DIRECTIONS
How many lines of the data contain the word "with"? Give only that number.

STUDY MATERIAL

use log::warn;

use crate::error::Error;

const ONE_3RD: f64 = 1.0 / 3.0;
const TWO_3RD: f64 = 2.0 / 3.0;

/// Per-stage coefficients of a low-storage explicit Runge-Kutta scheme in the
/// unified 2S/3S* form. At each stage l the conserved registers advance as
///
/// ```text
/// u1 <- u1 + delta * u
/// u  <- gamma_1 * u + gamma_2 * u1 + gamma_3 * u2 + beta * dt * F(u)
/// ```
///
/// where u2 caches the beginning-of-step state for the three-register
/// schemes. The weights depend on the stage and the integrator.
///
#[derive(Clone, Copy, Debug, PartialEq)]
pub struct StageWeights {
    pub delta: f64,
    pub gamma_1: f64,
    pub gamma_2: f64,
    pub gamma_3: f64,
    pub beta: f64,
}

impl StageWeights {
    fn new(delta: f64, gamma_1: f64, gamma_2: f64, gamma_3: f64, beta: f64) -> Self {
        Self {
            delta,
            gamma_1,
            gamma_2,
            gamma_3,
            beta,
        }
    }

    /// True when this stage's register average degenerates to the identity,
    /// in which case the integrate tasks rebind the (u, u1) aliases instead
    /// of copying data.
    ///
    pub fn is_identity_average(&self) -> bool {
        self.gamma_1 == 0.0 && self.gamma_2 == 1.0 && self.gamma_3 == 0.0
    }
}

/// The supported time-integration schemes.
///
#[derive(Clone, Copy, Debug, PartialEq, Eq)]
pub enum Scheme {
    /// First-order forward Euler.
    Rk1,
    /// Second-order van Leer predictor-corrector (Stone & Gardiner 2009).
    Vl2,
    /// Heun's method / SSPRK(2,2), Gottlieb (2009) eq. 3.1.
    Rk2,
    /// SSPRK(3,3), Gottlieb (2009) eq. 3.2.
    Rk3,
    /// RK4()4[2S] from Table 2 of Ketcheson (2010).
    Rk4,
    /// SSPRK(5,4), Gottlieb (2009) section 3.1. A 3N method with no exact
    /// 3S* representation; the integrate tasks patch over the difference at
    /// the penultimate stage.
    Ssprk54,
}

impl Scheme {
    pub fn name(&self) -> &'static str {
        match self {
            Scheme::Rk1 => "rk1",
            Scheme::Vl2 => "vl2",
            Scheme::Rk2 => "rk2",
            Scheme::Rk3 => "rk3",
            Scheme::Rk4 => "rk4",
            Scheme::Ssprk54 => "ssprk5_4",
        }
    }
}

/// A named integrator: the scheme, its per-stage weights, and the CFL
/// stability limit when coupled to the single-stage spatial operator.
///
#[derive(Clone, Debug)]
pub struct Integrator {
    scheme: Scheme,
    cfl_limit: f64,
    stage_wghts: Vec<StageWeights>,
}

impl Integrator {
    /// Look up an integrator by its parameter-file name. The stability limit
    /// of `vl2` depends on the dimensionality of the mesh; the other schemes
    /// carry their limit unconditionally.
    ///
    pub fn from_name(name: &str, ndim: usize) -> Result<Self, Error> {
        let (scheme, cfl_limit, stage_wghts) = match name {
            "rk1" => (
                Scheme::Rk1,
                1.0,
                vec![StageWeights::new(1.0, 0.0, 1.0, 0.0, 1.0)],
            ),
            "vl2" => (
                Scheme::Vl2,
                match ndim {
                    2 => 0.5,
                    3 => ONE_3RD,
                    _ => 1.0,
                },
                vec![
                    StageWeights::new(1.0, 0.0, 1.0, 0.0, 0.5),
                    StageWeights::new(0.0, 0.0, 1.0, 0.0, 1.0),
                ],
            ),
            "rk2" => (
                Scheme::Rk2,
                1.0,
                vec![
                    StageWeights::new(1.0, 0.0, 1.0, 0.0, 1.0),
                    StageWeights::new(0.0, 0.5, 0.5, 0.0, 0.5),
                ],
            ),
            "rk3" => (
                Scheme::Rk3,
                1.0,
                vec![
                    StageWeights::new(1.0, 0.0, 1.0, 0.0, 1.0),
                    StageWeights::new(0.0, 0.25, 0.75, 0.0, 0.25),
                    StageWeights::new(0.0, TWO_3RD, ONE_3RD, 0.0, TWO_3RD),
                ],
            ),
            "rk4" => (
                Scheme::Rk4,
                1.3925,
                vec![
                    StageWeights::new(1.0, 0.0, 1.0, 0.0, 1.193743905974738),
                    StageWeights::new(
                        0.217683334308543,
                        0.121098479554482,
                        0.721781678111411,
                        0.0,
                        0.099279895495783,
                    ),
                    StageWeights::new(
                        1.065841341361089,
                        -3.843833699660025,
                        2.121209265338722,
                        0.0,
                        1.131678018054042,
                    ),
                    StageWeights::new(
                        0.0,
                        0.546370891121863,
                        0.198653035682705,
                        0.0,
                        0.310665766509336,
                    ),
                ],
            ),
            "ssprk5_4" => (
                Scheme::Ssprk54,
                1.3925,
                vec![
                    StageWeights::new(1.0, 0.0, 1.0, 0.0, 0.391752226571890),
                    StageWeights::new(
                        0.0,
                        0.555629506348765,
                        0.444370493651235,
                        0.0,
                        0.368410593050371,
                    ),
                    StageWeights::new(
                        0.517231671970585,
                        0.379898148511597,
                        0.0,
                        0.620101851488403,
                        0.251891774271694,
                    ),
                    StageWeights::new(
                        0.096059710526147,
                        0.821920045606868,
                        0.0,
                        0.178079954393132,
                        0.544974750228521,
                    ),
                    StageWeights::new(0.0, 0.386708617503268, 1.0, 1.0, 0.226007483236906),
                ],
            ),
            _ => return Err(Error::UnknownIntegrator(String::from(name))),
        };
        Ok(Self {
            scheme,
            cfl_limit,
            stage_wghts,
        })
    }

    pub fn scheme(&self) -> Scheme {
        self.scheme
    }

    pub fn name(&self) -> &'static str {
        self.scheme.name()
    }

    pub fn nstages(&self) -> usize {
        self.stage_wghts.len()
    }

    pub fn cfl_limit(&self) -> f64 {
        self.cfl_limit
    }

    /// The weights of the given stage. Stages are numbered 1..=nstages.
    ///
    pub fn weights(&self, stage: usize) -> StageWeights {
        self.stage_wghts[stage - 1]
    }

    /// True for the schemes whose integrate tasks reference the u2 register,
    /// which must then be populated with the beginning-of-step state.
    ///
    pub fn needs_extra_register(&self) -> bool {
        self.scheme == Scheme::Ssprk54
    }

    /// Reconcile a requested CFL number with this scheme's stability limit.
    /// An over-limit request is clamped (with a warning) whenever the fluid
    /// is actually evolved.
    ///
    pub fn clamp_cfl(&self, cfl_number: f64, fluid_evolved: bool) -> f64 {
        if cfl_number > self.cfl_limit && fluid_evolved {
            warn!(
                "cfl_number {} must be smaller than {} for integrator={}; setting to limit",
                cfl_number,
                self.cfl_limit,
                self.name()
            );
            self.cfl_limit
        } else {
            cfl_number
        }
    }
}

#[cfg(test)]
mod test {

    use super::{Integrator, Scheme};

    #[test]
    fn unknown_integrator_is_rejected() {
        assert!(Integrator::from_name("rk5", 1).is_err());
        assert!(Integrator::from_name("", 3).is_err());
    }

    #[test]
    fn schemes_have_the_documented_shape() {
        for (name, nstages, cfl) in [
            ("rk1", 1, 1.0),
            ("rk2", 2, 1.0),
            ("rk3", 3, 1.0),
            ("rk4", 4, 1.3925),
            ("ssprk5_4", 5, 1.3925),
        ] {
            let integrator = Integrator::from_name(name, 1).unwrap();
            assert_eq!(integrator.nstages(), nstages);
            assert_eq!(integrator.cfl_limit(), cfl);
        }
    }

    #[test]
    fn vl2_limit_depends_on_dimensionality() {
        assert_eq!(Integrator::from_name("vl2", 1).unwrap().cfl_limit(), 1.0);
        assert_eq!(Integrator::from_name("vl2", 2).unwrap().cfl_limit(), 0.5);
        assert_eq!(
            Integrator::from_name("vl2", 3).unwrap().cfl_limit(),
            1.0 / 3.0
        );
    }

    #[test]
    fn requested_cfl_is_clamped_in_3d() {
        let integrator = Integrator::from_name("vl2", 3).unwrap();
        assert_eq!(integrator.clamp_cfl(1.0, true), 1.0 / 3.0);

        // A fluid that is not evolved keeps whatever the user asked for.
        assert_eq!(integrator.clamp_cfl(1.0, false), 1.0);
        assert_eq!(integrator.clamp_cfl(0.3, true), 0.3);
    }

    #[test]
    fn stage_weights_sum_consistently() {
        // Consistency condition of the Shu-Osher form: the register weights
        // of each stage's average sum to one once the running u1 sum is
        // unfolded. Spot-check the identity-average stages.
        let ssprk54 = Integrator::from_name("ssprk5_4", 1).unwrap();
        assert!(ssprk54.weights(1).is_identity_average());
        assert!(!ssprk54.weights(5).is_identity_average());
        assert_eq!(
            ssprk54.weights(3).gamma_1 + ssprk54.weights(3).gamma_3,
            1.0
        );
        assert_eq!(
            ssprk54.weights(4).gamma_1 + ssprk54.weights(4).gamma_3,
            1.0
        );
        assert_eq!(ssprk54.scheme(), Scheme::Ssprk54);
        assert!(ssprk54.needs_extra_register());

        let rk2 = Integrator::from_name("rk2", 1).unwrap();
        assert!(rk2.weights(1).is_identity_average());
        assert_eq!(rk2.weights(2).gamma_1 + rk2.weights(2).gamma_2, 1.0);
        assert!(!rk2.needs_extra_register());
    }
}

WRITTEN SOLUTION
4